USC business expert envisions building stronger ties to Japan through Fulbright program
Giaquinta chose to teach in Japan because of his history with the country and, more importantly, because of Japan’s strong economy and important strategic relationship with the United States.
It is important to maintain and continue to strengthen that relationship amid increased focus on China as a global power, he said.
“We need this relationship to grow,” he added. “I do feel that the more exchange we have with Japan, the more it will reinforce that relationship because of the emerging competitiveness with China and other areas of the region.”
During his Fulbright stay, Giaquinta will teach courses on cross-cultural communication and business.
I think the entire global economic relationship is very interdependent.
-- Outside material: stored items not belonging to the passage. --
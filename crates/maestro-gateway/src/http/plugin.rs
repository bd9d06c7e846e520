//! Loopback endpoints for the assistant's tool plugins.
//!
//! The subprocess's ask_user/notify_user plugins call back into this
//! process, authenticated by the per-process bearer secret injected into
//! their environment at launch.

use std::sync::Arc;

use axum::{
    extract::State,
    http::{HeaderMap, StatusCode},
    response::{IntoResponse, Response},
    Json,
};
use serde::Deserialize;
use tracing::{debug, warn};

use maestro_engine::ask::{normalize_questions, ANSWER_SESSION_ENDED};
use maestro_protocol::server::ServerEvent;

use crate::app::AppState;

#[derive(Deserialize)]
#[serde(rename_all = "camelCase")]
pub struct AskBody {
    request_id: String,
    session_id: String,
    #[serde(default)]
    question: String,
    #[serde(default)]
    questions: Option<serde_json::Value>,
    #[serde(default)]
    options: Option<serde_json::Value>,
    #[serde(default)]
    input_type: Option<String>,
}

/// POST /ask. Held open until a client answers, cancels, or the 5-minute
/// timeout resolves with the default answer.
pub async fn ask_handler(
    State(state): State<Arc<AppState>>,
    headers: HeaderMap,
    Json(body): Json<AskBody>,
) -> Response {
    if !authorized(&state, &headers) {
        return StatusCode::UNAUTHORIZED.into_response();
    }

    let questions = normalize_questions(
        &body.question,
        body.questions.as_ref(),
        body.options.as_ref(),
        body.input_type.as_deref(),
    );
    debug!(
        request_id = %body.request_id,
        session_id = %body.session_id,
        "ask-user question posted"
    );

    let rx = state.orch.post_question(
        &body.request_id,
        &body.session_id,
        body.question.clone(),
        questions,
    );

    // The sender only disappears when a newer question displaced this one
    // mid-flight; answer like a torn-down session.
    let answer = rx
        .await
        .unwrap_or_else(|_| ANSWER_SESSION_ENDED.to_string());
    Json(serde_json::json!({ "answer": answer })).into_response()
}

#[derive(Deserialize)]
#[serde(rename_all = "camelCase")]
pub struct NotifyBody {
    session_id: String,
    #[serde(default = "default_level")]
    level: String,
    title: String,
    #[serde(default)]
    detail: Option<String>,
    #[serde(default)]
    progress: Option<f64>,
}

fn default_level() -> String {
    "info".to_string()
}

/// POST /notify. Fire-and-forget progress; never blocks, holds no state.
pub async fn notify_handler(
    State(state): State<Arc<AppState>>,
    headers: HeaderMap,
    Json(body): Json<NotifyBody>,
) -> Response {
    if !authorized(&state, &headers) {
        return StatusCode::UNAUTHORIZED.into_response();
    }

    state.orch.emit(
        &body.session_id,
        &ServerEvent::Notification {
            session_id: Some(body.session_id.clone()),
            level: body.level,
            title: body.title,
            detail: body.detail,
            progress: body.progress,
        },
    );
    Json(serde_json::json!({ "ok": true })).into_response()
}

fn authorized(state: &Arc<AppState>, headers: &HeaderMap) -> bool {
    let expected = format!("Bearer {}", state.orch.plugin_secret);
    let presented = headers
        .get(axum::http::header::AUTHORIZATION)
        .and_then(|v| v.to_str().ok());
    if presented == Some(expected.as_str()) {
        true
    } else {
        warn!("plugin endpoint rejected: bad bearer");
        false
    }
}
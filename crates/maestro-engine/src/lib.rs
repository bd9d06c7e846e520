//! The conversation engine: one `Orchestrator` owns every process-wide map
//! (active turns, watchers, buffers, pending questions, chat queues) so
//! lifetime is explicit and tests can build isolated instances.

pub mod ask;
pub mod error;
pub mod orchestrator;
pub mod proxy;
pub mod skills;
pub mod turn;

pub use ask::AskBridge;
pub use error::{EngineError, Result};
pub use orchestrator::{ActiveTurn, ClientSink, Orchestrator, QueuedChat};
pub use proxy::ClientProxy;
pub use skills::SkillLibrary;
pub use turn::{run_turn, run_turn_with_cancel, TurnOutcome, TurnRequest, TurnStatus};
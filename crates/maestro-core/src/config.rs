use figment::{
    providers::{Env, Format, Toml},
    Figment,
};
use serde::{Deserialize, Serialize};

// Engine constants, shared across crates so the numbers live in one place.
pub const DEFAULT_PORT: u16 = 18990;
pub const DEFAULT_BIND: &str = "127.0.0.1";
/// Hard cap on a single decoder input line. Lines beyond this are dropped
/// and the accumulator reset (defense against a child that never newlines).
pub const MAX_LINE_BYTES: usize = 10 * 1024 * 1024;
/// Bytes of child stderr retained for error reporting.
pub const STDERR_TAIL_BYTES: usize = 8 * 1024;
/// Characters of stderr surfaced to clients on a non-zero exit.
pub const STDERR_REPORT_CHARS: usize = 1000;
/// `partial_text` is flushed to the store every Nth streamed text chunk.
pub const PARTIAL_TEXT_FLUSH_EVERY: u32 = 5;
/// Auto-continuation budget per turn when the assistant stops early.
pub const MAX_AUTO_CONTINUES: u32 = 3;
/// Prompt sent on auto-continuation.
pub const CONTINUE_PROMPT: &str = "Continue where you left off. Complete the remaining work.";
/// Per-task retry budget before a failed task is cancelled for good.
pub const TASK_RETRY_LIMIT: u32 = 2;
/// Scheduler wakes at least this often even without kicks.
pub const SCHEDULER_TICK_SECS: u64 = 15;
/// Grace between the polite termination signal and the forced kill.
pub const KILL_GRACE_SECS: u64 = 3;
/// An in-flight turn with no connected subscriber is cancelled after this.
pub const IDLE_EVICT_SECS: u64 = 30 * 60;
/// Pending ask-user questions resolve with a default answer after this.
pub const ASK_TIMEOUT_SECS: u64 = 5 * 60;
/// Proxy queue capacity; overflow is silently dropped.
pub const PROXY_QUEUE_CAP: usize = 1000;
/// Assembled prompt cache capacity (insertion-ordered eviction).
pub const PROMPT_CACHE_CAP: usize = 32;
/// Delay before the recovery supervisor runs after startup.
pub const RECOVERY_DELAY_SECS: u64 = 3;
/// Graceful-shutdown fuse: hard-exit if teardown hangs past this.
pub const SHUTDOWN_FUSE_SECS: u64 = 10;

/// Top-level config (maestro.toml + MAESTRO_* env overrides).
#[derive(Debug, Clone, Serialize, Deserialize)]
pub struct MaestroConfig {
    #[serde(default)]
    pub gateway: GatewayConfig,
    #[serde(default)]
    pub assistant: AssistantConfig,
    #[serde(default)]
    pub database: DatabaseConfig,
    #[serde(default)]
    pub limits: LimitsConfig,
}

impl Default for MaestroConfig {
    fn default() -> Self {
        Self {
            gateway: GatewayConfig::default(),
            assistant: AssistantConfig::default(),
            database: DatabaseConfig::default(),
            limits: LimitsConfig::default(),
        }
    }
}

#[derive(Debug, Clone, Serialize, Deserialize)]
pub struct GatewayConfig {
    #[serde(default = "default_port")]
    pub port: u16,
    #[serde(default = "default_bind")]
    pub bind: String,
    /// Bearer token clients present on WS upgrade. `None` disables the check
    /// (trusted-network deployments only).
    pub auth_token: Option<String>,
}

impl Default for GatewayConfig {
    fn default() -> Self {
        Self {
            port: DEFAULT_PORT,
            bind: DEFAULT_BIND.to_string(),
            auth_token: None,
        }
    }
}

#[derive(Debug, Clone, Serialize, Deserialize)]
pub struct AssistantConfig {
    /// The assistant CLI binary to spawn.
    #[serde(default = "default_command")]
    pub command: String,
    /// Model alias passed through when the client does not pick one.
    #[serde(default = "default_model")]
    pub default_model: String,
    /// Path to the skills/plugins config file (JSON).
    pub library_path: Option<String>,
}

impl Default for AssistantConfig {
    fn default() -> Self {
        Self {
            command: default_command(),
            default_model: default_model(),
            library_path: None,
        }
    }
}

#[derive(Debug, Clone, Serialize, Deserialize)]
pub struct DatabaseConfig {
    #[serde(default = "default_db_path")]
    pub path: String,
}

impl Default for DatabaseConfig {
    fn default() -> Self {
        Self {
            path: default_db_path(),
        }
    }
}

/// Operational knobs. Every field has an env override via the MAESTRO_LIMITS_
/// prefix, e.g. `MAESTRO_LIMITS_MAX_TASK_WORKERS=8`.
#[derive(Debug, Clone, Serialize, Deserialize)]
pub struct LimitsConfig {
    /// Global subprocess timeout in milliseconds.
    #[serde(default = "default_max_subprocess_ms")]
    pub max_subprocess_ms: u64,
    /// Concurrent independent (session-less) kanban tasks.
    #[serde(default = "default_max_task_workers")]
    pub max_task_workers: usize,
    /// Sessions idle longer than this are garbage-collected.
    #[serde(default = "default_session_ttl_days")]
    pub session_ttl_days: u32,
    /// Store maintenance cadence.
    #[serde(default = "default_cleanup_interval_hours")]
    pub cleanup_interval_hours: u32,
}

impl Default for LimitsConfig {
    fn default() -> Self {
        Self {
            max_subprocess_ms: default_max_subprocess_ms(),
            max_task_workers: default_max_task_workers(),
            session_ttl_days: default_session_ttl_days(),
            cleanup_interval_hours: default_cleanup_interval_hours(),
        }
    }
}

fn default_port() -> u16 {
    DEFAULT_PORT
}
fn default_bind() -> String {
    DEFAULT_BIND.to_string()
}
fn default_command() -> String {
    "claude".to_string()
}
fn default_model() -> String {
    "sonnet".to_string()
}
fn default_db_path() -> String {
    let home = std::env::var("HOME").unwrap_or_else(|_| ".".to_string());
    format!("{}/.maestro/maestro.db", home)
}
fn default_max_subprocess_ms() -> u64 {
    1_800_000
}
fn default_max_task_workers() -> usize {
    5
}
fn default_session_ttl_days() -> u32 {
    30
}
fn default_cleanup_interval_hours() -> u32 {
    24
}

impl MaestroConfig {
    /// Load config from a TOML file with MAESTRO_* env var overrides
    /// (double underscore separates sections: `MAESTRO_GATEWAY__PORT`).
    ///
    /// Checks in order:
    ///   1. Explicit path argument
    ///   2. ~/.maestro/maestro.toml
    pub fn load(config_path: Option<&str>) -> crate::error::Result<Self> {
        let path = config_path
            .map(String::from)
            .unwrap_or_else(default_config_path);

        let mut config: MaestroConfig = Figment::new()
            .merge(Toml::file(&path))
            .merge(Env::prefixed("MAESTRO_").split("__"))
            .extract()
            .map_err(|e| crate::error::MaestroError::Config(e.to_string()))?;

        // Bare operational knobs, kept for compatibility with existing
        // deployments.
        if let Some(v) = env_u64("MAX_SUBPROCESS_MS") {
            config.limits.max_subprocess_ms = v;
        }
        if let Some(v) = env_u64("MAX_TASK_WORKERS") {
            config.limits.max_task_workers = v as usize;
        }
        if let Some(v) = env_u64("SESSION_TTL_DAYS") {
            config.limits.session_ttl_days = v as u32;
        }
        if let Some(v) = env_u64("CLEANUP_INTERVAL_HOURS") {
            config.limits.cleanup_interval_hours = v as u32;
        }

        Ok(config)
    }
}

fn env_u64(name: &str) -> Option<u64> {
    std::env::var(name).ok()?.trim().parse().ok()
}

fn default_config_path() -> String {
    let home = std::env::var("HOME").unwrap_or_else(|_| ".".to_string());
    format!("{}/.maestro/maestro.toml", home)
}

#[cfg(test)]
mod tests {
    use super::*;

    #[test]
    fn defaults_match_documented_knobs() {
        let limits = LimitsConfig::default();
        assert_eq!(limits.max_subprocess_ms, 1_800_000);
        assert_eq!(limits.max_task_workers, 5);
        assert_eq!(limits.session_ttl_days, 30);
        assert_eq!(limits.cleanup_interval_hours, 24);
    }

    #[test]
    fn missing_file_yields_defaults() {
        let config = MaestroConfig::load(Some("/nonexistent/maestro.toml"))
            .expect("load with absent file should fall back to defaults");
        assert_eq!(config.gateway.port, DEFAULT_PORT);
        assert_eq!(config.assistant.command, "claude");
    }
}
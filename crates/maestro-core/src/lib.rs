pub mod config;
pub mod error;
pub mod ids;

pub use config::MaestroConfig;
pub use error::{MaestroError, Result};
Apart from working for Toyota and being part of the team that launched Lexus in the United States, Giaquinta was also a senior adviser to the United States at the 2005 World Expo in Nagoya, Japan. Those experiences helped him develop a cross-cultural understanding necessary for international business.
“People say that if you can work in an American company and a Japanese company, you can work anywhere else in between,” he said.
That international, cross-cultural mindset is increasingly necessary in today’s business environment. It’s also the idea behind the World Bachelor in Business program, a unique degree program that Giaquinta oversees in which students attend three of the world’s leading business schools — USC Marshall, the Hong Kong University of Science and Technology and Bocconi University in Milan, Italy.
No other program like this exists, he said. Students spend their first year in Los Angeles, their second in Hong Kong, their third in Milan and their fourth in their choice of the three cities. They take classes in English, Mandarin and Italian. Upon graduation, they receive diplomas from all three universities.
The experience helps them build cultural adaptability, awareness and sensitivity, Giaquinta said, all critical factors for success in the global marketplace.
“It’s a whole new paradigm from where we were 20 or 30 years ago,” he added. “I think the entire global economic relationship is very interdependent.”